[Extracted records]
============================================================

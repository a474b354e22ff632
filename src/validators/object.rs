//! Object validator.

use std::fmt;
use std::rc::Rc;

use indexmap::IndexMap;
use serde_json::{Map, Value};

use crate::core::config::{Pipeline, Shared, run_pipeline, shared};
use crate::core::path::join_key;
use crate::core::{CustomError, Kind, Validate, ValidationError};
use crate::definition::{Definition, Items};

struct ObjectConfig {
    required: bool,
    allow_unknown: bool,
    fields: IndexMap<String, Box<dyn Validate>>,
    transforms: Pipeline<Map<String, Value>>,
}

/// Validates a keyed map against a declared field shape.
///
/// Field declaration order is preserved and significant: the
/// missing-required-key check reports the first missing field in
/// declaration order. Each present declared field is replaced by its
/// child-validated result (so field-level coercion applies); undeclared
/// fields are rejected unless [`unknown(true)`](Self::unknown) is set.
/// The object-level custom pipeline runs last, over the validated map.
///
/// An optional object skips the missing-required-key check entirely —
/// there is nothing required about the object's own presence — but
/// fields that are present still validate with their own rules.
///
/// # Examples
///
/// ```
/// use shapecheck::{fields, number, object, string, Validate};
/// use serde_json::json;
///
/// let user = object(fields! {
///     "name" => string().min(1),
///     "age" => number().optional(),
/// });
/// let value = user.validate(&json!({ "name": "alice" })).unwrap();
/// assert_eq!(value, json!({ "name": "alice" }));
/// assert!(user.validate(&json!({ "age": 30 })).is_err());
/// ```
#[derive(Clone)]
pub struct ObjectValidator {
    config: Shared<ObjectConfig>,
}

impl ObjectValidator {
    pub(crate) fn new(fields: impl IntoIterator<Item = (String, Box<dyn Validate>)>) -> Self {
        Self {
            config: shared(ObjectConfig {
                required: true,
                allow_unknown: false,
                fields: fields.into_iter().collect(),
                transforms: Vec::new(),
            }),
        }
    }

    /// Sets the unknown-key policy: `true` permits fields absent from
    /// the declared shape, `false` (the default) rejects them.
    pub fn unknown(self, enabled: bool) -> Self {
        self.config.borrow_mut().allow_unknown = enabled;
        self
    }

    /// Appends a custom transform over the whole validated object.
    pub fn custom(
        self,
        transform: impl Fn(Map<String, Value>) -> Result<Map<String, Value>, CustomError> + 'static,
    ) -> Self {
        self.config.borrow_mut().transforms.push(Box::new(transform));
        self
    }

    /// Returns an aliasing handle with the shared `required` flag cleared.
    #[must_use]
    pub fn optional(&self) -> Self {
        self.config.borrow_mut().required = false;
        Self {
            config: Rc::clone(&self.config),
        }
    }

    /// Returns an aliasing handle with the shared `required` flag set.
    #[must_use]
    pub fn required(&self) -> Self {
        self.config.borrow_mut().required = true;
        Self {
            config: Rc::clone(&self.config),
        }
    }
}

impl Validate for ObjectValidator {
    fn kind(&self) -> Kind {
        Kind::Object
    }

    fn is_required(&self) -> bool {
        self.config.borrow().required
    }

    fn validate_at(
        &self,
        value: Option<&Value>,
        path: &str,
    ) -> Result<Option<Value>, ValidationError> {
        let config = self.config.borrow();
        let Some(value) = value else {
            if config.required {
                return Err(ValidationError::required(path));
            }
            return Ok(None);
        };
        let Value::Object(entries) = value else {
            return Err(ValidationError::type_mismatch(path, Kind::Object));
        };

        if config.required {
            for (name, field) in &config.fields {
                if field.is_required() && !entries.contains_key(name) {
                    return Err(ValidationError::missing_required_key(&join_key(path, name)));
                }
            }
        }

        let mut output = entries.clone();
        for (name, item) in entries {
            match config.fields.get(name) {
                Some(field) => {
                    if let Some(validated) = field.validate_at(Some(item), &join_key(path, name))? {
                        output.insert(name.clone(), validated);
                    }
                }
                None if config.allow_unknown => {}
                None => {
                    return Err(ValidationError::unknown_key(&join_key(path, name), name));
                }
            }
        }

        let output = run_pipeline(&config.transforms, path, output)?;
        Ok(Some(Value::Object(output)))
    }

    fn definition(&self) -> Definition {
        let config = self.config.borrow();
        Definition {
            unknown: Some(config.allow_unknown),
            items: Some(Items::Fields(
                config
                    .fields
                    .iter()
                    .map(|(name, field)| (name.clone(), field.definition()))
                    .collect(),
            )),
            ..Definition::new(Kind::Object, config.required)
        }
    }
}

impl fmt::Debug for ObjectValidator {
    fn fmt(&self, f: &mut fmt::Formatter<'_>) -> fmt::Result {
        let config = self.config.borrow();
        f.debug_struct("ObjectValidator")
            .field("required", &config.required)
            .field("unknown", &config.allow_unknown)
            .field("fields", &config.fields.keys().collect::<Vec<_>>())
            .field("transforms", &config.transforms.len())
            .finish()
    }
}
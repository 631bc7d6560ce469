//! The fixed scene: triangle geometry, shader sources and colors.
//!
//! Also provides CPU-side helpers to predict the rendered image, used to
//! check readbacks pixel by pixel.

use glam::{Vec2, Vec4};

/// Triangle vertices in clip space, 3 floats per vertex, tightly packed.
pub const TRIANGLE_VERTICES: [f32; 9] = [
    -0.5, -0.5, 0.0, //
    0.5, -0.5, 0.0, //
    0.0, 0.5, 0.0,
];

/// Floats per vertex for attribute location 0.
pub const COMPONENTS_PER_VERTEX: i32 = 3;

/// Number of vertices in one draw.
pub const VERTEX_COUNT: i32 = 3;

/// Color the target is cleared to before drawing.
pub const CLEAR_COLOR: Vec4 = Vec4::new(0.2, 0.3, 0.3, 1.0);

/// Constant output of the fragment stage.
pub const FRAGMENT_COLOR: Vec4 = Vec4::new(1.0, 0.5, 0.2, 1.0);

/// GLSL 3.30 core vertex shader: position passes through with w = 1.
pub const VERTEX_SHADER: &str = r#"#version 330 core
layout (location = 0) in vec3 aPos;
void main() {
    gl_Position = vec4(aPos.x, aPos.y, aPos.z, 1.0);
}
"#;

/// GLSL 3.30 core fragment shader: constant opaque orange.
pub const FRAGMENT_SHADER: &str = r#"#version 330 core
out vec4 FragColor;
void main() {
    FragColor = vec4(1.0f, 0.5f, 0.2f, 1.0f);
}
"#;

/// Converts a normalized color to 8-bit channels the way a UNORM8 color
/// buffer stores it.
pub fn to_rgba8(color: Vec4) -> [u8; 4] {
    let c = color.clamp(Vec4::ZERO, Vec4::ONE) * 255.0;
    [
        c.x.round() as u8,
        c.y.round() as u8,
        c.z.round() as u8,
        c.w.round() as u8,
    ]
}

fn edge(a: Vec2, b: Vec2, p: Vec2) -> f32 {
    (b - a).perp_dot(p - a)
}

/// Signed distance-like coverage of the pixel centered at `(x, y)`, in
/// pixels. Positive inside the triangle, negative outside.
///
/// `y` counts rows from the bottom, matching GL readback order.
pub fn coverage(width: u32, height: u32, x: u32, y: u32) -> f32 {
    let size = Vec2::new(width as f32, height as f32);
    let center = Vec2::new(x as f32 + 0.5, y as f32 + 0.5);
    let corners = [0, 1, 2].map(|i| {
        let ndc = Vec2::new(TRIANGLE_VERTICES[i * 3], TRIANGLE_VERTICES[i * 3 + 1]);
        (ndc + Vec2::ONE) * 0.5 * size
    });

    let mut nearest = f32::INFINITY;
    for i in 0..3 {
        let a = corners[i];
        let b = corners[(i + 1) % 3];
        let dist = edge(a, b, center) / (b - a).length();
        nearest = nearest.min(dist);
    }
    nearest
}

/// Expected RGBA8 color of pixel `(x, y)`, or `None` when the pixel center
/// lies within `margin` pixels of an edge and rasterization may go either
/// way.
pub fn expected_pixel(width: u32, height: u32, x: u32, y: u32, margin: f32) -> Option<[u8; 4]> {
    let d = coverage(width, height, x, y);
    if d > margin {
        Some(to_rgba8(FRAGMENT_COLOR))
    } else if d < -margin {
        Some(to_rgba8(CLEAR_COLOR))
    } else {
        None
    }
}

============================================================

# [Work instruction]
Once you find the line with "let dist = edge(a, b, center)" in the entries above, output it and each line after it up to and including the line with "Some(to_rgba8(CLEAR_COLOR))", and nothing else.

# [The completed task]
        let dist = edge(a, b, center) / (b - a).length();
        nearest = nearest.min(dist);
    }
    nearest
}

/// Expected RGBA8 color of pixel `(x, y)`, or `None` when the pixel center
/// lies within `margin` pixels of an edge and rasterization may go either
/// way.
pub fn expected_pixel(width: u32, height: u32, x: u32, y: u32, margin: f32) -> Option<[u8; 4]> {
    let d = coverage(width, height, x, y);
    if d > margin {
        Some(to_rgba8(FRAGMENT_COLOR))
    } else if d < -margin {
        Some(to_rgba8(CLEAR_COLOR))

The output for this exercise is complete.